Ella, con la sangre de Camsuq corriendo por sus venas; él, cuya culpa lo perseguía como una sombra. Con una melancólica mirada Lis reemprendió la marcha, siguiendo a Desz y a su sombra. Atrás dejaron el valle, cuyo verdor lo hacía lucir como un oasis en tierra estéril. Paradójicamente, la vida surgía donde yacía la muerte. Los cadáveres abrazados por las enredaderas del palacio eran muestra de ello.
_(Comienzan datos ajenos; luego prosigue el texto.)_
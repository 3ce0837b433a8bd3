//! bash completion generation
//!
//! The emitted code relies on two locals set up by the function preamble in
//! [`crate::complete::emit`]:
//!
//! - `cur`: the word under the cursor.
//! - `line`: the positional (non-dash) words before the cursor, in order.
//!
//! Every group level dispatches on `${line[0]}` and then drops it with
//! `line=("${line[@]:1}")`, so the code generated for a subcommand sees its
//! own positional words starting at index 0, exactly as the top level does.

use crate::complete::classify::{classify, Capabilities, Classified};
use crate::complete::indented;
use crate::manifest::{Node, Param};
use std::collections::BTreeMap;

/// Generate the completion code for a command or group
pub fn bash_generate_completions<C: Capabilities + ?Sized>(obj: &C) -> Vec<String> {
    match classify(obj) {
        Classified::Group {
            params, commands, ..
        } => bash_generate_group_completions(params, commands),
        Classified::Command { params, .. } => vec![compreply(&option_words(params))],
        Classified::Unrecognized => Vec::new(),
    }
}

fn bash_generate_group_completions(
    params: &[Param],
    commands: &BTreeMap<String, Node>,
) -> Vec<String> {
    let mut lines = vec!["case \"${line[0]}\" in".to_string()];

    for (name, command) in commands {
        lines.extend(indented(1, [format!("{} )", name)]));
        lines.extend(indented(2, ["line=(\"${line[@]:1}\")".to_string()]));
        lines.extend(indented(2, bash_generate_completions(command)));
        lines.extend(indented(1, [";;".to_string()]));
    }

    let mut words: Vec<&str> = commands.keys().map(String::as_str).collect();
    words.extend(option_words(params));

    lines.extend(indented(1, ["* )".to_string()]));
    lines.extend(indented(2, [compreply(&words)]));
    lines.extend(indented(1, [";;".to_string()]));
    lines.push("esac".to_string());
    lines
}

/// Invocation strings of every option; arguments are display-only
fn option_words(params: &[Param]) -> Vec<&str> {
    params
        .iter()
        .filter_map(Param::as_option)
        .flat_map(|opt| opt.opts.iter().map(String::as_str))
        .collect()
}

fn compreply(words: &[&str]) -> String {
    format!(
        "COMPREPLY=($(compgen -W \"{}\" -- \"${{cur}}\"))",
        words.join(" ")
    )
}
Incluso habían ardido juntos en la pira funeraria que la criatura había erigido en un rincón del patio.

—Desz —llamó, dándole alcance—. ¿Puedes controlar a las plantas?

—A algunas.

—¿A cuáles?

—Las del palacio crecieron alimentándose de mi gente. Ellos les sirvieron de abono, impregnándolas con sus esencias; ellos y yo éramos uno.

Abono. Así era como la muerte daba origen a la vida. Volteó, mirando los enormes árboles que rodeaban el valle y se preguntó si Desz también sería capaz de controlarlos.

Siguieron por la quebrada, llegando a la ribera de un río que serpenteaba por entre enormes peñascos. Descansaron a la sombra que el muro de roca les proveía, viendo a los caballos refrescarse bebiendo el agua cristalina. Habían resistido bastante bien y Lis supuso que se debía a la marcha lenta que procuraron tener.

—¿También puedes controlar a los animales? —preguntó, viendo a los caballos que ahora olían unas hierbas.

—A algunos.

—¿A cuáles?

—A los que me reconocen como su amo. Depende de ellos, no de mí.

Los caballos ahora comían de las hierbas.

—¿Lo mismo vale para las personas?

Desz sonrió, viéndola con interés.

—¿Te preocupa rendirte a mi voluntad?

Ella se volvió a verlo lentamente y tragó saliva. Luego, fijó su vista en los caballos una vez más. Le era difícil mirar aquellos ojos grises por mucho tiempo. La inquietaba creer que podieran ver en su interior, pues tenía la certeza de que, cuando la vieran por completo, ya no podría apartar la mirada.

Y no quería rendirse ante él ni reconocerlo como su amo.

—¿Qué hay en el bosque de las sombras? —preguntó, para dejar de pensar en el gris de sus ojos.

—La curiosidad no es buena consejera, Lis. Cuando debas saberlo, lo sabrás.

Aquellas palabras sólo eran leña para hacer arder aún más esa curiosidad. Y era ésta una enfermedad que se esparcía como la gangrena. El único modo de acabarla era saciándola, por doloroso que fuera. La muerte del caballo se lo recordaba a cada instante. Supuso que tendría que seguir esperando.

—Háblame de los Dumas, entonces —pidió con amabilidad.

Desz exhaló pesadamente.

—Había olvidado lo ruidosa que eres —se quejó, arrepintiéndose de haberla invitado a pasear.